=== What is being asked ===
Look through the listing below and write out exactly the lines from the line with "All lanes set" to the line with "fn from(data: [f32;", both included, and no others.

=== Input data ===

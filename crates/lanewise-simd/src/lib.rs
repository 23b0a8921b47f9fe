//! SIMD element-wise addition kernels for `f32` arrays.
//!
//! Provides three fixed-width kernels and a dispatcher that drives one of
//! them over an aligned array:
//! - [`add_narrow`]: 4 lanes (128-bit, SSE / NEON)
//! - [`add_medium`]: 8 lanes (256-bit, AVX)
//! - [`add_wide`]: 16 lanes (512-bit, AVX-512F)
//!
//! The instruction set behind each kernel is chosen when the crate is
//! compiled (`-C target-feature` / `-C target-cpu`). Kernels whose instruction
//! set is not enabled in the build run a portable lane loop instead, which
//! gives identical results.

pub mod backend;
pub mod buffer;
pub mod dispatch;
pub mod error;
pub mod kernels;
pub mod mode;

pub use backend::Backend;
pub use buffer::{FloatVector, VECTOR_ALIGN, demo_operands};
pub use dispatch::dispatch;
pub use error::{Error, Result};
pub use kernels::{Kernel, add_medium, add_narrow, add_scalar, add_wide};
pub use mode::Mode;
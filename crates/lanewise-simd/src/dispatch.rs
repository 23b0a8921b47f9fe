//! Drive one kernel across a whole [`FloatVector`].

use crate::buffer::FloatVector;
use crate::mode::Mode;

/// Compute `result = a + b` with the kernel selected by `mode`.
///
/// The arrays are split into non-overlapping chunks of `mode.width()` lanes
/// and the kernel runs once per chunk, in order. Returns the number of
/// kernel calls, always `N / mode.width()`.
pub fn dispatch<const N: usize>(
    mode: Mode,
    result: &mut FloatVector<N>,
    a: &FloatVector<N>,
    b: &FloatVector<N>,
) -> usize {
    let width = mode.width();
    let kernel = mode.kernel();

    log::debug!(
        "Dispatching {} lanes through the {} kernel ({} lanes/call, {})",
        N,
        mode,
        width,
        mode.backend()
    );

    let mut calls = 0;
    for ((dst, a_chunk), b_chunk) in result
        .chunks_exact_mut(width)
        .zip(a.chunks_exact(width))
        .zip(b.chunks_exact(width))
    {
        log::trace!("{} kernel: chunk at offset {}", mode, calls * width);
        kernel(dst, a_chunk, b_chunk);
        calls += 1;
    }

    calls
}
//! Aligned `f32` storage shared by all kernels.

use std::ops::{Deref, DerefMut};

use crate::kernels::WIDE_WIDTH;

/// Byte alignment of every [`FloatVector`]; one 512-bit register.
pub const VECTOR_ALIGN: usize = 64;

/// Fixed-length `f32` array aligned to [`VECTOR_ALIGN`] bytes.
///
/// `N` must be a multiple of the widest kernel (16 lanes), so every kernel
/// width divides it evenly. A bad `N` fails to compile at the first
/// construction.
#[repr(C, align(64))]
#[derive(Debug, Clone, Copy, PartialEq)]
pub struct FloatVector<const N: usize> {
    data: [f32; N],
}

impl<const N: usize> FloatVector<N> {
    const WHOLE_CHUNKS: () = assert!(
        N % WIDE_WIDTH == 0,
        "FloatVector length must be a multiple of 16 lanes"
    );

    /// Wrap an array.
    #[inline]
    pub const fn from_array(data: [f32; N]) -> Self {
        #[allow(clippy::let_unit_value)]
        let () = Self::WHOLE_CHUNKS;
        Self { data }
    }

    /// All lanes set to `0.0`.
    #[inline]
    pub const fn zeroed() -> Self {
        Self::from_array([0.0; N])
    }

    #[inline]
    pub fn as_slice(&self) -> &[f32] {
        &self.data
    }

    #[inline]
    pub fn as_mut_slice(&mut self) -> &mut [f32] {
        &mut self.data
    }

    #[inline]
    pub fn into_array(self) -> [f32; N] {
        self.data
    }
}

impl<const N: usize> Default for FloatVector<N> {
    fn default() -> Self {
        Self::zeroed()
    }
}

impl<const N: usize> From<[f32; N]> for FloatVector<N> {
    fn from(data: [f32; N]) -> Self {
        Self::from_array(data)
    }
}

impl<const N: usize> Deref for FloatVector<N> {
    type Target = [f32];

    fn deref(&self) -> &[f32] {
        &self.data
    }
}

impl<const N: usize> DerefMut for FloatVector<N> {
    fn deref_mut(&mut self) -> &mut [f32] {
        &mut self.data
    }
}

/// The demo operand pair.
///
/// `a = [1, 2, ..., 16]` and `b` swaps each adjacent pair of `a`, so both
/// lanes of pair `p` sum to `4 * p + 3`: `[3, 3, 7, 7, ..., 31, 31]`.
pub fn demo_operands() -> (FloatVector<16>, FloatVector<16>) {
    let a = FloatVector::from_array([
        1.0, 2.0, 3.0, 4.0, 5.0, 6.0, 7.0, 8.0, 9.0, 10.0, 11.0, 12.0, 13.0, 14.0, 15.0, 16.0,
    ]);
    let b = FloatVector::from_array([
        2.0, 1.0, 4.0, 3.0, 6.0, 5.0, 8.0, 7.0, 10.0, 9.0, 12.0, 11.0, 14.0, 13.0, 16.0, 15.0,
    ]);
    (a, b)
}
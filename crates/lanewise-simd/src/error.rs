//! Error types for lanewise-simd.

use thiserror::Error;

#[derive(Debug, Error, PartialEq, Eq)]
pub enum Error {
    #[error("invalid algorithm: {0}")]
    UnsupportedMode(String),
}

pub type Result<T> = std::result::Result<T, Error>;
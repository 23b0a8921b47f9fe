//! Kernel selector.

use std::fmt;
use std::str::FromStr;

use crate::backend::Backend;
use crate::error::Error;
use crate::kernels::{
    Kernel, MEDIUM_WIDTH, NARROW_WIDTH, WIDE_WIDTH, add_medium, add_narrow, add_wide,
};

/// Which kernel family drives a dispatch.
#[derive(Debug, Clone, Copy, PartialEq, Eq, Hash, Default)]
pub enum Mode {
    /// 4 lanes, 128-bit
    #[default]
    Narrow,
    /// 8 lanes, 256-bit
    Medium,
    /// 16 lanes, 512-bit
    Wide,
}

impl Mode {
    pub const ALL: [Mode; 3] = [Mode::Narrow, Mode::Medium, Mode::Wide];

    /// Lanes processed per kernel call.
    #[inline]
    pub const fn width(self) -> usize {
        match self {
            Mode::Narrow => NARROW_WIDTH,
            Mode::Medium => MEDIUM_WIDTH,
            Mode::Wide => WIDE_WIDTH,
        }
    }

    #[inline]
    pub fn kernel(self) -> Kernel {
        match self {
            Mode::Narrow => add_narrow,
            Mode::Medium => add_medium,
            Mode::Wide => add_wide,
        }
    }

    /// Instruction set compiled into this mode's kernel.
    pub const fn backend(self) -> Backend {
        match self {
            Mode::Narrow => Backend::narrow(),
            Mode::Medium => Backend::medium(),
            Mode::Wide => Backend::wide(),
        }
    }

    pub const fn name(self) -> &'static str {
        match self {
            Mode::Narrow => "narrow",
            Mode::Medium => "medium",
            Mode::Wide => "wide",
        }
    }

    /// Instruction-set names also accepted on the command line.
    pub const fn aliases(self) -> &'static [&'static str] {
        match self {
            Mode::Narrow => &["sse"],
            Mode::Medium => &["avx2"],
            Mode::Wide => &["avx512"],
        }
    }
}

impl FromStr for Mode {
    type Err = Error;

    fn from_str(s: &str) -> Result<Self, Self::Err> {
        let token = s.trim().to_lowercase();
        Mode::ALL
            .into_iter()
            .find(|mode| mode.name() == token || mode.aliases().contains(&token.as_str()))
            .ok_or_else(|| Error::UnsupportedMode(s.to_string()))
    }
}

impl fmt::Display for Mode {
    fn fmt(&self, f: &mut fmt::Formatter<'_>) -> fmt::Result {
        f.write_str(self.name())
    }
}
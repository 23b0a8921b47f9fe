//! End-to-end tests for the `lanewise` binary.

use std::process::{Command, Output};

fn lanewise(args: &[&str]) -> Output {
    Command::new(env!("CARGO_BIN_EXE_lanewise"))
        .args(args)
        .env_remove("RUST_LOG")
        .output()
        .expect("failed to spawn lanewise")
}

const DEMO_SUMS: [u32; 16] = [3, 3, 7, 7, 11, 11, 15, 15, 19, 19, 23, 23, 27, 27, 31, 31];

fn demo_lines() -> Vec<String> {
    DEMO_SUMS
        .iter()
        .enumerate()
        .map(|(i, sum)| format!("result[{}] = {}.00 == {}", i, sum, sum))
        .collect()
}

fn result_lines(output: &Output) -> Vec<String> {
    String::from_utf8_lossy(&output.stdout)
        .lines()
        .filter(|line| line.starts_with("result["))
        .map(str::to_string)
        .collect()
}

#[test]
fn test_default_mode_prints_demo_sums() {
    let output = lanewise(&[]);
    assert!(output.status.success());
    assert_eq!(result_lines(&output), demo_lines());
    assert_eq!(result_lines(&output)[2], "result[2] = 7.00 == 7");
}

#[test]
fn test_every_mode_token_prints_identical_output() {
    for token in ["narrow", "sse", "medium", "avx2", "wide", "avx512"] {
        let output = lanewise(&[token]);
        assert!(output.status.success(), "token {}", token);
        assert_eq!(result_lines(&output), demo_lines(), "token {}", token);
    }
}

#[test]
fn test_invalid_mode_fails_without_results() {
    let output = lanewise(&["bogus"]);
    assert!(!output.status.success());
    assert!(result_lines(&output).is_empty());

    let stderr = String::from_utf8_lossy(&output.stderr);
    assert!(
        stderr.contains("invalid algorithm: bogus"),
        "stderr was: {}",
        stderr
    );
}

#[test]
fn test_verbose_reports_chunking() {
    let output = lanewise(&["medium", "--verbose"]);
    assert!(output.status.success());

    let stdout = String::from_utf8_lossy(&output.stdout);
    assert!(stdout.contains("Mode: medium"));
    assert!(stdout.contains("Width: 8 lanes"));
    assert!(stdout.contains("Kernel calls: 2"));
    assert_eq!(result_lines(&output), demo_lines());
}

#[test]
fn test_list_modes_skips_computation() {
    let output = lanewise(&["--list-modes"]);
    assert!(output.status.success());
    assert!(result_lines(&output).is_empty());

    let stdout = String::from_utf8_lossy(&output.stdout);
    for name in ["narrow", "medium", "wide", "sse", "avx2", "avx512"] {
        assert!(stdout.contains(name), "missing {} in {}", name, stdout);
    }
}

#[test]
fn test_list_modes_still_rejects_invalid_mode() {
    let output = lanewise(&["bogus", "--list-modes"]);
    assert!(!output.status.success());
    assert!(output.stdout.is_empty());
    assert!(String::from_utf8_lossy(&output.stderr).contains("invalid algorithm: bogus"));
}

#[test]
fn test_list_modes_flags_portable_fallbacks() {
    let output = lanewise(&["-l"]);
    assert!(output.status.success());

    let stdout = String::from_utf8_lossy(&output.stdout);
    for line in stdout.lines() {
        assert_eq!(
            line.contains("portable"),
            line.ends_with("[not compiled in]"),
            "line: {}",
            line
        );
    }
}
//! An in-process stand-in for a Redis server, speaking just enough RESP for the cache.

use std::{
    collections::HashMap,
    sync::{
        atomic::{AtomicBool, AtomicUsize, Ordering},
        Arc, Mutex,
    },
    time::{Duration, Instant},
};

use bytes::{Buf, BytesMut};
use tokio::{
    io::{AsyncReadExt, AsyncWriteExt},
    net::{TcpListener, TcpStream},
};

use super::wire::{parse_reply, Reply};

#[derive(Default)]
struct State {
    entries: Mutex<HashMap<String, (Vec<u8>, Option<Instant>)>>,
    commands: Mutex<Vec<Vec<String>>>,
    password: Option<String>,
    stalled: AtomicBool,
    connections: AtomicUsize,
}

pub(crate) struct FakeRedis {
    port: u16,
    state: Arc<State>,
}

impl FakeRedis {
    pub async fn start() -> Self {
        Self::start_with(None).await
    }

    pub async fn with_password(password: &str) -> Self {
        Self::start_with(Some(password.to_string())).await
    }

    async fn start_with(password: Option<String>) -> Self {
        let listener = TcpListener::bind("127.0.0.1:0").await.unwrap();
        let port = listener.local_addr().unwrap().port();

        let state = Arc::new(State {
            password,
            ..Default::default()
        });

        tokio::spawn({
            let state = Arc::clone(&state);
            async move {
                while let Ok((socket, _)) = listener.accept().await {
                    state.connections.fetch_add(1, Ordering::SeqCst);
                    tokio::spawn(serve(socket, Arc::clone(&state)));
                }
            }
        });

        Self { port, state }
    }

    pub fn port(&self) -> u16 {
        self.port
    }

    pub fn url(&self) -> url::Url {
        url::Url::parse(&format!("redis://127.0.0.1:{}", self.port)).unwrap()
    }

    /// Stops answering commands, without closing the connections.
    pub fn stall(&self, stalled: bool) {
        self.state.stalled.store(stalled, Ordering::SeqCst);
    }

    pub fn insert(&self, key: &str, value: &str) {
        let mut entries = self.state.entries.lock().unwrap();
        entries.insert(key.to_string(), (value.as_bytes().to_vec(), None));
    }

    pub fn value(&self, key: &str) -> Option<String> {
        let entries = self.state.entries.lock().unwrap();

        entries
            .get(key)
            .map(|(value, _)| String::from_utf8(value.clone()).unwrap())
    }

    pub fn keys(&self) -> Vec<String> {
        let entries = self.state.entries.lock().unwrap();
        let mut keys = entries.keys().cloned().collect::<Vec<_>>();
        keys.sort();

        keys
    }

    /// Every command received so far, as text.
    pub fn commands(&self) -> Vec<Vec<String>> {
        self.state.commands.lock().unwrap().clone()
    }

    pub fn connections(&self) -> usize {
        self.state.connections.load(Ordering::SeqCst)
    }
}

async fn serve(mut socket: TcpStream, state: Arc<State>) {
    let mut buffer = BytesMut::with_capacity(1024);
    let mut authenticated = state.password.is_none();

    loop {
        let command = loop {
            match parse_reply(&buffer) {
                Ok(Some((reply, consumed))) => {
                    buffer.advance(consumed);
                    break reply;
                }
                Ok(None) => match socket.read_buf(&mut buffer).await {
                    Ok(0) | Err(_) => return,
                    Ok(_) => (),
                },
                Err(_) => return,
            }
        };

        let Reply::Array(Some(items)) = command else { return };

        let Some(args) = items
            .into_iter()
            .map(|item| match item {
                Reply::Bulk(Some(bytes)) => String::from_utf8(bytes).ok(),
                _ => None,
            })
            .collect::<Option<Vec<_>>>()
        else {
            return;
        };

        state.commands.lock().unwrap().push(args.clone());

        if state.stalled.load(Ordering::SeqCst) {
            tokio::time::sleep(Duration::from_secs(30)).await;
            return;
        }

        let response = if !authenticated && args[0] != "AUTH" {
            b"-NOAUTH Authentication required.\r\n".to_vec()
        } else {
            execute(&state, &args, &mut authenticated)
        };

        if socket.write_all(&response).await.is_err() {
            return;
        }
    }
}

fn execute(state: &State, args: &[String], authenticated: &mut bool) -> Vec<u8> {
    let mut entries = state.entries.lock().unwrap();
    let now = Instant::now();

    entries.retain(|_, (_, expires_at)| !matches!(expires_at, Some(at) if *at <= now));

    match args[0].as_str() {
        "AUTH" => {
            let password = args.last().unwrap();

            if state.password.as_ref() == Some(password) {
                *authenticated = true;
                b"+OK\r\n".to_vec()
            } else {
                b"-WRONGPASS invalid username-password pair\r\n".to_vec()
            }
        }
        "SELECT" => b"+OK\r\n".to_vec(),
        "PING" => match args.get(1) {
            Some(message) => bulk(message.as_bytes()),
            None => b"+PONG\r\n".to_vec(),
        },
        "SET" => {
            let expires_at = match args.get(3).map(String::as_str) {
                Some("PX") => Some(now + Duration::from_millis(args[4].parse().unwrap())),
                _ => None,
            };

            entries.insert(args[1].clone(), (args[2].as_bytes().to_vec(), expires_at));
            b"+OK\r\n".to_vec()
        }
        "GET" => match entries.get(&args[1]) {
            Some((value, _)) => bulk(value),
            None => b"$-1\r\n".to_vec(),
        },
        "DEL" => {
            let deleted = args[1..].iter().filter(|key| entries.remove(*key).is_some()).count();
            format!(":{deleted}\r\n").into_bytes()
        }
        "SCAN" => {
            // A single page holding every match.
            let prefix = args[3].trim_end_matches('*').replace('\\', "");
            let keys = entries
                .keys()
                .filter(|key| key.starts_with(&prefix))
                .map(|key| bulk(key.as_bytes()))
                .collect::<Vec<_>>();

            let mut out = b"*2\r\n$1\r\n0\r\n".to_vec();
            out.extend_from_slice(format!("*{}\r\n", keys.len()).as_bytes());
            out.extend(keys.into_iter().flatten());
            out
        }
        "FLUSHALL" => {
            entries.clear();
            b"+OK\r\n".to_vec()
        }
        command => format!("-ERR unknown command '{command}'\r\n").into_bytes(),
    }
}

fn bulk(value: &[u8]) -> Vec<u8> {
    let mut out = format!("${}\r\n", value.len()).into_bytes();
    out.extend_from_slice(value);
    out.extend_from_slice(b"\r\n");
    out
}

=== Solution below ===
    /// All lanes set to `0.0`.
    #[inline]
    pub const fn zeroed() -> Self {
        Self::from_array([0.0; N])
    }

    #[inline]
    pub fn as_slice(&self) -> &[f32] {
        &self.data
    }

    #[inline]
    pub fn as_mut_slice(&mut self) -> &mut [f32] {
        &mut self.data
    }

    #[inline]
    pub fn into_array(self) -> [f32; N] {
        self.data
    }
}

impl<const N: usize> Default for FloatVector<N> {
    fn default() -> Self {
        Self::zeroed()
    }
}

impl<const N: usize> From<[f32; N]> for FloatVector<N> {
    fn from(data: [f32; N]) -> Self {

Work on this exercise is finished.